Go Shindo

Personal information
- Nationality: Japanese
- Born: Megumi Hashimoto (橋本めぐみ) 18 July 1987 (age 39) Maniwa, Japan
- Height: 5 ft 6 in (168 cm)
- Weight: Flyweight; Bantamweight;

Boxing career
- Stance: Orthodox

Boxing record
- Total fights: 20
- Wins: 16
- Win by KO: 11
- Losses: 4

= Go Shindo =

Japanese boxer (born 1987)

Go Hashimoto (橋本 浩, Hashimoto Gō) (formerly Megumi Hashimoto (橋本 めぐみ, Hashimoto Megumi); born 18 July 1987), also professionally known as Go Shindo (真道 ゴー, Shindō Gō), is a Japanese former professional boxer who held the WBC female flyweight title from 2013 to 2014. At regional level, he held the OPBF female flyweight title in 2011. in 2017, Go came out as transgender and has since retired from women's boxing.

== Career ==
On 25 May 2008, Go made his professional debut at the local Wakayama Prefectural Gymnasium in the match against former amateur Japanese champion Masae Akitaya which he lost by a unanimous decision.
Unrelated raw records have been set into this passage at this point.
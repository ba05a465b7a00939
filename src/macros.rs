//! Logging macros with `format!`-style arguments.
//!
//! The message is only formatted when the level passes the logger's minimum level.
//!
//! # Examples
//!
//! ```
//! use tempmail_logging::prelude::*;
//! use tempmail_logging::info;
//!
//! let logger = Logger::new("Telegram.Core", LoggerConfiguration::new().shared());
//!
//! info!(logger, "Bot started");
//!
//! let chat_id = 42;
//! info!(logger, "Mailbox requested by chat {}", chat_id);
//! ```

/// Log a formatted message at `$level`.
///
/// # Examples
///
/// ```
/// # use tempmail_logging::prelude::*;
/// # let logger = Logger::new("Client.Data", LoggerConfiguration::new().shared());
/// use tempmail_logging::log;
/// log!(logger, LogLevel::Info, "Simple message");
/// log!(logger, LogLevel::Error, "Mail API returned {}", 502);
/// ```
#[macro_export]
macro_rules! log {
    ($logger:expr, $level:expr, $($arg:tt)+) => {{
        let logger = &$logger;
        let level = $level;
        if logger.is_enabled(level) {
            logger.log(level, format!($($arg)+));
        } else {
            logger.metrics().record_below_threshold();
        }
    }};
}

/// Log a message template; every argument is converted into a
/// [`FieldValue`](crate::core::FieldValue).
///
/// ```
/// # use std::sync::Arc;
/// # use tempmail_logging::prelude::*;
/// use tempmail_logging::log_template;
///
/// let memory = Arc::new(MemoryHandler::new());
/// let configuration = LoggerConfiguration::new();
/// configuration.add_handler(memory.clone());
/// let logger = Logger::new("Telegram.Core", configuration.shared());
///
/// log_template!(logger, LogLevel::Info, "Chat {ChatId} got {Count} letters", 42, 3);
/// assert_eq!(memory.messages(), ["Chat 42 got 3 letters"]);
/// assert_eq!(memory.entries()[0].properties["ChatId"], FieldValue::Int(42));
/// ```
#[macro_export]
macro_rules! log_template {
    ($logger:expr, $level:expr, $template:expr $(, $arg:expr)* $(,)?) => {
        $logger.log_template($level, $template, &[$($crate::core::FieldValue::from($arg)),*])
    };
}

/// Log a trace-level message.
///
/// ```
/// # use tempmail_logging::prelude::*;
/// # let configuration = LoggerConfiguration::new().with_minimum_level(LogLevel::Trace);
/// # let logger = Logger::new("x", configuration.shared());
/// use tempmail_logging::trace;
/// trace!(logger, "Polling inbox {}", "a1b2@tmp.io");
/// ```
#[macro_export]
macro_rules! trace {
    ($logger:expr, $($arg:tt)+) => {
        $crate::log!($logger, $crate::core::LogLevel::Trace, $($arg)+)
    };
}

/// Log a debug-level message.
#[macro_export]
macro_rules! debug {
    ($logger:expr, $($arg:tt)+) => {
        $crate::log!($logger, $crate::core::LogLevel::Debug, $($arg)+)
    };
}

/// Log an info-level message.
#[macro_export]
macro_rules! info {
    ($logger:expr, $($arg:tt)+) => {
        $crate::log!($logger, $crate::core::LogLevel::Info, $($arg)+)
    };
}

/// Log a warning-level message.
///
/// ```
/// # use tempmail_logging::prelude::*;
/// # let logger = Logger::new("x", LoggerConfiguration::new().shared());
/// use tempmail_logging::warning;
/// warning!(logger, "Retry {} of {}", 1, 3);
/// ```
#[macro_export]
macro_rules! warning {
    ($logger:expr, $($arg:tt)+) => {
        $crate::log!($logger, $crate::core::LogLevel::Warning, $($arg)+)
    };
}

/// Log an error-level message.
#[macro_export]
macro_rules! error {
    ($logger:expr, $($arg:tt)+) => {
        $crate::log!($logger, $crate::core::LogLevel::Error, $($arg)+)
    };
}

/// Log a critical-level message.
#[macro_export]
macro_rules! critical {
    ($logger:expr, $($arg:tt)+) => {
        $crate::log!($logger, $crate::core::LogLevel::Critical, $($arg)+)
    };
}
In 2012, he lost against Mariana Juárez for the WBC female flyweight title. Later in 2013, he won the WBC female flyweight title defeating then world champion Renáta Szebelédi via a 10 round unanimous decision at the Big Wave, Wakayama, Japan.

=== Retirement ===
On 17 July 2017, Shindo announced that he underwent male assignment surgery and changed his legal name to Go Hashimoto. In the same announcement, he announced that he had married Ayuka, a non-celebrity cis-gender woman, and plans to submit a retirement notice.

On October 30, 2017, he announced his retirement from active boxing with a record of 16 wins (11KO) and 4 losses. He also indicated his intention to convert to a male professional boxer in the future.